Boston-based Precede Biosciences has come out of stealth mode with a $57 million Series A to help develop its liquid biopsy platform, designed to monitor DNA that can be found in as little as 1ml of plasma, in order to tease out molecular mechanisms involved in diseases and eventually diagnose disease and match patients to drug treatments.

The spinout from the Dana-Farber Cancer Institute says the technology is a first for the field as it enables comprehensive profiling of dynamic disease-site biology at the gene and pathway level from a simple blood draw. Seed and first-round funding came from 5AM Ventures, Binney Street Capital, Lilly Asia Ventures, Illumina Ventures, Bristol Myers Squibb, Osage University Partners, and Qatar Investment Authority.

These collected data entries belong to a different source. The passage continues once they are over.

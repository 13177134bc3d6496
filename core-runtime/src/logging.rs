//! # Logging & Tracing Infrastructure
//!
//! Provides structured logging with `tracing` crate, supporting:
//! - JSON, pretty and compact output formats
//! - Per-crate filtering with noisy dependencies clamped to `warn`
//! - Integration with host logging via `LoggerSink`
//! - Span contexts around stream and cache operations
//!
//! ## Overview
//!
//! This module configures the `tracing-subscriber` infrastructure and provides
//! utilities for forwarding logs to platform-specific logging systems through
//! the `LoggerSink` trait. When a sink is configured, every event that survives
//! filtering is mirrored to the host logger while still flowing through the
//! standard `tracing` layers.
//!
//! ## Usage
//!
//! ```ignore
//! use core_runtime::logging::{init_logging, LogFormat, LoggingConfig};
//! use bridge_traits::time::{ConsoleLogger, LogLevel};
//! use std::sync::Arc;
//!
//! #[tokio::main]
//! async fn main() -> core_runtime::Result<()> {
//!     let config = LoggingConfig::default()
//!         .with_format(LogFormat::Pretty)
//!         .with_level(LogLevel::Debug)
//!         .with_logger_sink(Arc::new(ConsoleLogger::default()));
//!
//!     init_logging(config)?;
//!     tracing::info!("Playback service starting");
//!     Ok(())
//! }
//! ```

use crate::error::{Error, Result};

use bridge_traits::time::{LogEntry, LogLevel, LoggerSink};
use core_async::runtime;

use std::collections::HashMap;
use std::fmt;
use std::io;
use std::sync::Arc;

use tracing::field::{Field, Visit};
use tracing::{Event, Subscriber};
use tracing_subscriber::{
    filter::EnvFilter,
    layer::{Context, SubscriberExt},
    registry::LookupSpan,
    util::SubscriberInitExt,
    Layer,
};

/// Workspace crates that receive the configured base level.
const WORKSPACE_TARGETS: &[&str] = &[
    "core_runtime",
    "core_library",
    "core_playback",
    "core_service",
    "bridge_desktop",
];

/// Dependencies that are only interesting when they fail.
const QUIET_TARGETS: &[&str] = &["h2", "hyper", "reqwest", "sqlx"];

/// Log output format
#[derive(Debug, Clone, Copy, PartialEq, Eq)]
pub enum LogFormat {
    /// Human-readable pretty format with colors
    Pretty,
    /// Structured JSON format for machine parsing
    Json,
    /// Compact format for production
    Compact,
}

impl Default for LogFormat {
    fn default() -> Self {
        #[cfg(debug_assertions)]
        return Self::Pretty;

        #[cfg(not(debug_assertions))]
        return Self::Json;
    }
}

/// Logging configuration
#[derive(Clone)]
pub struct LoggingConfig {
    /// Output format
    pub format: LogFormat,
    /// Minimum log level
    pub level: LogLevel,
    /// Custom filter string (e.g., "core_playback=trace,sqlx=info")
    pub filter: Option<String>,
    /// Optional logger sink for forwarding logs to host
    pub logger_sink: Option<Arc<dyn LoggerSink>>,
    /// Enable span contexts
    pub enable_spans: bool,
    /// Display target module in logs
    pub display_target: bool,
    /// Display thread info
    pub display_thread_info: bool,
}

impl Default for LoggingConfig {
    fn default() -> Self {
        Self {
            format: LogFormat::default(),
            level: LogLevel::Info,
            filter: None,
            logger_sink: None,
            enable_spans: true,
            display_target: true,
            display_thread_info: false,
        }
    }
}

impl fmt::Debug for LoggingConfig {
    fn fmt(&self, f: &mut fmt::Formatter<'_>) -> fmt::Result {
        f.debug_struct("LoggingConfig")
            .field("format", &self.format)
            .field("level", &self.level)
            .field("filter", &self.filter)
            .field("logger_sink", &self.logger_sink.is_some())
            .field("enable_spans", &self.enable_spans)
            .finish()
    }
}

impl LoggingConfig {
    /// Set log format
    pub fn with_format(mut self, format: LogFormat) -> Self {
        self.format = format;
        self
    }

    /// Set minimum log level
    pub fn with_level(mut self, level: LogLevel) -> Self {
        self.level = level;
        self
    }

    /// Set custom filter string
    pub fn with_filter(mut self, filter: impl Into<String>) -> Self {
        self.filter = Some(filter.into());
        self
    }

    /// Set logger sink for host integration
    pub fn with_logger_sink(mut self, sink: Arc<dyn LoggerSink>) -> Self {
        self.logger_sink = Some(sink);
        self
    }

    /// Enable or disable span contexts
    pub fn with_spans(mut self, enable: bool) -> Self {
        self.enable_spans = enable;
        self
    }

    /// Enable or disable target display
    pub fn with_target(mut self, display: bool) -> Self {
        self.display_target = display;
        self
    }

    /// Enable or disable thread info
    pub fn with_thread_info(mut self, display: bool) -> Self {
        self.display_thread_info = display;
        self
    }
}

/// Initialize the logging system
///
/// This should be called once during application startup. Subsequent calls
/// will return an error.
///
/// # Errors
///
/// Returns an error if:
/// - Logging is already initialized
/// - The filter string is invalid
pub fn init_logging(config: LoggingConfig) -> Result<()> {
    let filter = build_filter(&config)?;

    match config.format {
        LogFormat::Pretty => init_pretty_logging(config, filter),
        LogFormat::Json => init_json_logging(config, filter),
        LogFormat::Compact => init_compact_logging(config, filter),
    }
}

fn level_name(level: LogLevel) -> &'static str {
    match level {
        LogLevel::Trace => "trace",
        LogLevel::Debug => "debug",
        LogLevel::Info => "info",
        LogLevel::Warn => "warn",
        LogLevel::Error => "error",
    }
}

fn default_filter_string(level: LogLevel) -> String {
    let base_level = level_name(level);

    let mut directives = vec![base_level_for_unlisted(level).to_string()];
    directives.extend(
        WORKSPACE_TARGETS
            .iter()
            .map(|target| format!("{}={}", target, base_level)),
    );
    directives.extend(QUIET_TARGETS.iter().map(|target| format!("{}=warn", target)));
    directives.join(",")
}

/// Level applied to targets the filter does not name explicitly.
fn base_level_for_unlisted(level: LogLevel) -> &'static str {
    // Host crates keep the configured level unless it is noisier than info.
    match level {
        LogLevel::Trace | LogLevel::Debug => "info",
        other => level_name(other),
    }
}

fn build_filter(config: &LoggingConfig) -> Result<EnvFilter> {
    let filter_string = match &config.filter {
        Some(custom_filter) => custom_filter.clone(),
        None => default_filter_string(config.level),
    };

    EnvFilter::try_new(filter_string)
        .map_err(|e| Error::Config(format!("Invalid log filter: {}", e)))
}

fn span_events(config: &LoggingConfig) -> tracing_subscriber::fmt::format::FmtSpan {
    if config.enable_spans {
        tracing_subscriber::fmt::format::FmtSpan::CLOSE
    } else {
        tracing_subscriber::fmt::format::FmtSpan::NONE
    }
}

fn init_pretty_logging(config: LoggingConfig, filter: EnvFilter) -> Result<()> {
    let fmt_layer = tracing_subscriber::fmt::layer()
        .pretty()
        .with_target(config.display_target)
        .with_thread_ids(config.display_thread_info)
        .with_thread_names(config.display_thread_info)
        .with_span_events(span_events(&config))
        .with_writer(io::stderr);

    tracing_subscriber::registry()
        .with(filter)
        .with(fmt_layer)
        .with(LoggerSinkLayer::new(config.logger_sink.clone()))
        .try_init()
        .map_err(|e| Error::Config(format!("Failed to initialize logging: {}", e)))
}

fn init_json_logging(config: LoggingConfig, filter: EnvFilter) -> Result<()> {
    let fmt_layer = tracing_subscriber::fmt::layer()
        .json()
        .flatten_event(true)
        .with_current_span(config.enable_spans)
        .with_span_list(config.enable_spans)
        .with_target(config.display_target)
        .with_thread_ids(config.display_thread_info)
        .with_thread_names(config.display_thread_info)
        .with_writer(io::stderr);

    tracing_subscriber::registry()
        .with(filter)
        .with(fmt_layer)
        .with(LoggerSinkLayer::new(config.logger_sink.clone()))
        .try_init()
        .map_err(|e| Error::Config(format!("Failed to initialize logging: {}", e)))
}

fn init_compact_logging(config: LoggingConfig, filter: EnvFilter) -> Result<()> {
    let fmt_layer = tracing_subscriber::fmt::layer()
        .compact()
        .with_target(config.display_target)
        .with_thread_ids(config.display_thread_info)
        .with_thread_names(config.display_thread_info)
        .with_span_events(span_events(&config))
        .with_writer(io::stderr);

    tracing_subscriber::registry()
        .with(filter)
        .with(fmt_layer)
        .with(LoggerSinkLayer::new(config.logger_sink.clone()))
        .try_init()
        .map_err(|e| Error::Config(format!("Failed to initialize logging: {}", e)))
}

/// Layer that forwards events to a `LoggerSink` implementation.
struct LoggerSinkLayer {
    sink: Option<Arc<dyn LoggerSink>>,
}

impl LoggerSinkLayer {
    fn new(sink: Option<Arc<dyn LoggerSink>>) -> Self {
        Self { sink }
    }
}

impl<S> Layer<S> for LoggerSinkLayer
where
    S: Subscriber + for<'a> LookupSpan<'a>,
{
    fn on_event(&self, event: &Event<'_>, ctx: Context<'_, S>) {
        let Some(sink) = self.sink.as_ref() else {
            return;
        };

        let metadata = event.metadata();
        let level = tracing_level_to_log_level(*metadata.level());

        if level < sink.min_level() {
            return;
        }

        let mut visitor = SinkVisitor::default();
        event.record(&mut visitor);

        let message = visitor
            .message
            .unwrap_or_else(|| metadata.name().to_string());

        let mut entry = LogEntry::new(level, metadata.target(), message);

        for (key, value) in visitor.fields {
            entry = entry.with_field(key, value);
        }

        if let Some(span) = ctx.lookup_current() {
            entry.span_id = Some(span.name().to_string());
        }

        let sink = Arc::clone(sink);

        if let Ok(handle) = runtime::Handle::try_current() {
            handle.spawn(async move {
                if let Err(err) = sink.log(entry).await {
                    eprintln!("LoggerSink error: {}", err);
                }
            });
            return;
        }

        if let Err(err) = runtime::block_on(async move { sink.log(entry).await }) {
            eprintln!("LoggerSink error: {}", err);
        }
    }
}

#[derive(Default)]
struct SinkVisitor {
    message: Option<String>,
    fields: HashMap<String, String>,
}

impl SinkVisitor {
    fn record_value(&mut self, field: &Field, value: String) {
        if field.name() == "message" {
            self.message = Some(value);
        } else {
            self.fields.insert(field.name().to_string(), value);
        }
    }
}

impl Visit for SinkVisitor {
    fn record_str(&mut self, field: &Field, value: &str) {
        self.record_value(field, value.to_string());
    }

    fn record_i64(&mut self, field: &Field, value: i64) {
        self.record_value(field, value.to_string());
    }

    fn record_u64(&mut self, field: &Field, value: u64) {
        self.record_value(field, value.to_string());
    }

    fn record_bool(&mut self, field: &Field, value: bool) {
        self.record_value(field, value.to_string());
    }

    fn record_f64(&mut self, field: &Field, value: f64) {
        self.record_value(field, value.to_string());
    }

    fn record_error(&mut self, field: &Field, value: &(dyn std::error::Error + 'static)) {
        self.record_value(field, value.to_string());
    }

    fn record_debug(&mut self, field: &Field, value: &dyn fmt::Debug) {
        self.record_value(field, format!("{:?}", value));
    }
}

fn tracing_level_to_log_level(level: tracing::Level) -> LogLevel {
    match level {
        tracing::Level::TRACE => LogLevel::Trace,
        tracing::Level::DEBUG => LogLevel::Debug,
        tracing::Level::INFO => LogLevel::Info,
        tracing::Level::WARN => LogLevel::Warn,
        tracing::Level::ERROR => LogLevel::Error,
    }
}

/// Strip the query string and fragment from a URL before logging it.
///
/// Signed CDN stream URLs carry their credentials in the query string.
///
/// ```
/// use core_runtime::logging::redact_url;
///
/// assert_eq!(
///     redact_url("https://cdn.example.com/a.opus?sig=abc&exp=1"),
///     "https://cdn.example.com/a.opus?[REDACTED]"
/// );
/// assert_eq!(redact_url("https://cdn.example.com/a.opus"), "https://cdn.example.com/a.opus");
/// ```
pub fn redact_url(url: &str) -> String {
    match url.find(|c| c == '?' || c == '#') {
        Some(pos) => format!("{}?[REDACTED]", &url[..pos]),
        None => url.to_string(),
    }
}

Finally, Swiss biotech LimmaTech Biologics cleared $37 million in a Series A that will go towards advancing its pipeline of vaccines against multidrug-resistant (MDR) bacterial infections, headed by candidates for shigellosis and gonorrhoea. The company expects to announce preliminary results of a phase 2 trial of its GSK-partnered Shigella shot in the second half of 2023.

The financing round was co-led by Adjuvant Capital, AXA IM Alts, and the Novo Holdings REPAIR Impact Fund.